Singapore’s NUS conducts suborbital graphene tests for space R&D

On 30 June 2018, the Centre for Advanced Two-Dimensional Materials (CA2DM) at the National University of Singapore (NUS) tested the properties of graphene in a space environment, in order to provide insights into how graphene could be used for space and satellite technologies.

The test took place on a suborbital flight launched by US-based Boreal Space over the Mojave Desert in the United States, within Boreal Space ‘Wayfinder-Mini’ CubeSat. Among other payloads, the CubeSat contained CA2DM’s sample, a substrate coated with a single layer of graphene about 0.5 nanometers thick.

During the launch, the graphene was subjected to harsh conditions like rapid acceleration, vibration, acoustic shock, strong pressure and a wide range in temperature fluctuations. The sample re-entered Earth’s atmosphere after a 71-second flight, parachuting to a landing in the Mojave Desert.

The graphene sample was retrieved on the same day, and the NUS CA2DM team is currently carrying out tests to assess if its structural properties and stability were affected during the launch and landing. In particular, the team will utilise Raman spectroscopy techniques to detect the presence of defects in the sample.

“To move a spacecraft over long distances in space, huge accelerations and speeds which are only possible with very low mass equipment are needed. Graphene is the ideal material as it is among the lightest, yet strongest, functional materials we have. In addition, the high electronic performance of graphene makes it a prime candidate to handle the lack of oxygen and low temperatures in space,” explained project leader Professor Antonio Castro Neto, Director of NUS CA2DM.

“If this research collaboration is able to demonstrate that graphene maintains its various properties and features after being launched into suborbital environment, it will open up exciting new opportunities for graphene to be incorporated into technologies suitable for outer space and aerospace missions. Such technologies can include electro-magnetic shielding, efficient solar power generation, and excellent thermal protection,” added Neto.
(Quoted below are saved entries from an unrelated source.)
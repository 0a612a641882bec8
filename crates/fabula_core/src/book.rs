//! The book aggregate.

use crate::{AssetHandle, BookAssets, BookStatus, Narrative, Premise, DEFAULT_PAGE_COUNT};
use chrono::{DateTime, Utc};
use serde::{Deserialize, Serialize};
use uuid::Uuid;

/// Opaque unique book identifier, assigned at creation.
#[derive(
    Debug,
    Clone,
    Copy,
    PartialEq,
    Eq,
    PartialOrd,
    Ord,
    Hash,
    Serialize,
    Deserialize,
    derive_more::Display,
)]
#[display("{}", _0)]
pub struct BookId(pub Uuid);

impl BookId {
    /// Generate a fresh random id.
    pub fn generate() -> Self {
        Self(Uuid::new_v4())
    }
}

/// The aggregate root for one personalized storybook.
///
/// Created in `PreviewPending` on user submission. All subsequent mutation
/// happens through the generation orchestrator or explicit approval events.
///
/// # Examples
///
/// ```
/// use fabula_core::{Book, BookStatus};
///
/// let book = Book::submit("Mira", 6, "dragons and stars", "photos/mira.jpg");
/// assert_eq!(book.status, BookStatus::PreviewPending);
/// assert_eq!(book.progress_percentage, 0);
/// ```
#[derive(Debug, Clone, PartialEq, Serialize, Deserialize)]
pub struct Book {
    /// Unique identifier, immutable after creation
    pub id: BookId,
    /// Child's name from the submission
    pub child_name: String,
    /// Child's age in years
    pub age: u8,
    /// Free-text interests used to seed the premise
    pub interests: String,
    /// Reference photo supplied at submission
    pub photo: AssetHandle,
    /// Current lifecycle status
    pub status: BookStatus,
    /// Human-readable progress label, mutated only during active generation
    pub current_step: String,
    /// 0-100, monotonically non-decreasing within a single run
    pub progress_percentage: u8,
    /// Requested number of story pages
    pub page_count: u8,
    /// Minimal story seed, persisted after preview
    pub premise: Option<Premise>,
    /// Full structured story, persisted during completion
    pub narrative: Option<Narrative>,
    /// Generated artifact handles
    pub assets: BookAssets,
    /// Populated only in an error status; cleared on successful retry
    pub error_message: Option<String>,
    /// Submission timestamp
    pub created_at: DateTime<Utc>,
    /// Set when the completion pipeline finishes
    pub completed_at: Option<DateTime<Utc>>,
}

impl Book {
    /// Create a new book from a user submission.
    pub fn submit(
        child_name: impl Into<String>,
        age: u8,
        interests: impl Into<String>,
        photo: impl Into<String>,
    ) -> Self {
        Self {
            id: BookId::generate(),
            child_name: child_name.into(),
            age,
            interests: interests.into(),
            photo: AssetHandle::new(photo),
            status: BookStatus::PreviewPending,
            current_step: String::new(),
            progress_percentage: 0,
            page_count: DEFAULT_PAGE_COUNT,
            premise: None,
            narrative: None,
            assets: BookAssets::default(),
            error_message: None,
            created_at: Utc::now(),
            completed_at: None,
        }
    }

    /// Record progress within the current run.
    pub fn set_progress(&mut self, step: impl Into<String>, percent: u8) {
        self.current_step = step.into();
        self.progress_percentage = percent.min(100);
    }

    /// Move to an error status with a message for the user.
    pub fn fail(&mut self, status: BookStatus, message: impl Into<String>) {
        debug_assert!(status.is_error());
        self.status = status;
        self.error_message = Some(message.into());
        self.current_step = "Generation failed".to_string();
    }

    /// Clear a previous failure on retry.
    pub fn clear_error(&mut self) {
        self.error_message = None;
    }
}
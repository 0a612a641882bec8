//! Gemini image client.
//!
//! Every request passes through the shared [`ImageCallGate`] before it
//! hits the network, so covers, reference sheets, and page illustrations
//! from any number of concurrent pipelines respect one global minimum
//! interval.

use crate::gemini::wire::{
    Content, GenerateContentRequest, GenerateContentResponse, GenerationConfig, ImageConfig, Part,
};
use crate::gemini::{API_KEY_VAR, BASE_URL};
use async_trait::async_trait;
use base64::Engine;
use fabula_error::{FabulaResult, ImageGenError, ImageGenErrorKind};
use fabula_interface::{ImageGenerator, ImageRequest};
use fabula_rate_limit::ImageCallGate;
use reqwest::Client;
use tracing::{debug, instrument};

/// Gemini-backed image generator.
#[derive(Debug, Clone)]
pub struct GeminiImageGenerator {
    client: Client,
    api_key: String,
    base_url: String,
    model: String,
    gate: ImageCallGate,
}

impl GeminiImageGenerator {
    /// Create a client for `model`, reading the API key from the
    /// environment.
    ///
    /// # Errors
    ///
    /// Returns an error if `GEMINI_API_KEY` is not set.
    #[instrument(skip_all)]
    pub fn new(model: impl Into<String>, gate: ImageCallGate) -> FabulaResult<Self> {
        let api_key = std::env::var(API_KEY_VAR)
            .map_err(|_| ImageGenError::new(ImageGenErrorKind::MissingApiKey))?;
        Ok(Self::with_api_key(api_key, model, gate))
    }

    /// Create a client with an explicit API key.
    pub fn with_api_key(
        api_key: impl Into<String>,
        model: impl Into<String>,
        gate: ImageCallGate,
    ) -> Self {
        Self {
            client: Client::new(),
            api_key: api_key.into(),
            base_url: BASE_URL.to_string(),
            model: model.into(),
            gate,
        }
    }

    /// Model name in use.
    pub fn model(&self) -> &str {
        &self.model
    }
}

#[async_trait]
impl ImageGenerator for GeminiImageGenerator {
    #[instrument(skip(self, request), fields(references = request.references.len(), aspect = %request.aspect_ratio))]
    async fn generate_image(&self, request: &ImageRequest) -> FabulaResult<Vec<u8>> {
        self.gate.wait().await;

        let mut parts = vec![Part::text(request.prompt.clone())];
        for reference in &request.references {
            let encoded = base64::engine::general_purpose::STANDARD.encode(&reference.data);
            parts.push(Part::inline_data(reference.mime.clone(), encoded));
        }

        let body = GenerateContentRequest {
            contents: vec![Content { parts }],
            generation_config: Some(GenerationConfig {
                response_modalities: vec!["IMAGE".to_string()],
                image_config: Some(ImageConfig {
                    aspect_ratio: request.aspect_ratio.to_string(),
                }),
            }),
        };

        let url = format!("{}/{}:generateContent", self.base_url, self.model);
        debug!(url = %url, model = %self.model, "Sending image generation request");

        let response = self
            .client
            .post(&url)
            .header("x-goog-api-key", &self.api_key)
            .json(&body)
            .send()
            .await
            .map_err(|e| {
                ImageGenError::new(ImageGenErrorKind::ApiRequest(format!(
                    "Request failed: {}",
                    e
                )))
            })?;

        if !response.status().is_success() {
            let status_code = response.status().as_u16();
            let message = response.text().await.unwrap_or_default();
            return Err(ImageGenError::new(ImageGenErrorKind::HttpError {
                status_code,
                message,
            })
            .into());
        }

        let body: GenerateContentResponse = response.json().await.map_err(|e| {
            ImageGenError::new(ImageGenErrorKind::ApiRequest(format!(
                "Failed to parse response body: {}",
                e
            )))
        })?;

        let inline = body
            .inline_data()
            .ok_or_else(|| ImageGenError::new(ImageGenErrorKind::NoImageData))?;

        let data = base64::engine::general_purpose::STANDARD
            .decode(&inline.data)
            .map_err(|e| ImageGenError::new(ImageGenErrorKind::Base64Decode(e.to_string())))?;

        debug!(size = data.len(), mime = %inline.mime_type, "Decoded generated image");
        Ok(data)
    }
}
Ms Barbara Plante, President of Boreal Space, comented, “We are very excited about raising the technology readiness level of graphene and promoting its utility in space. I am convinced that graphene will play an extremely important role in space commercialisation. This and future launches support the demonstration of future uses of graphene-based technology in space.

A few months ago, China also announced progress in graphene research, revealing that it has designed a graphene composite film suitable for use in light-propelled spacecraft.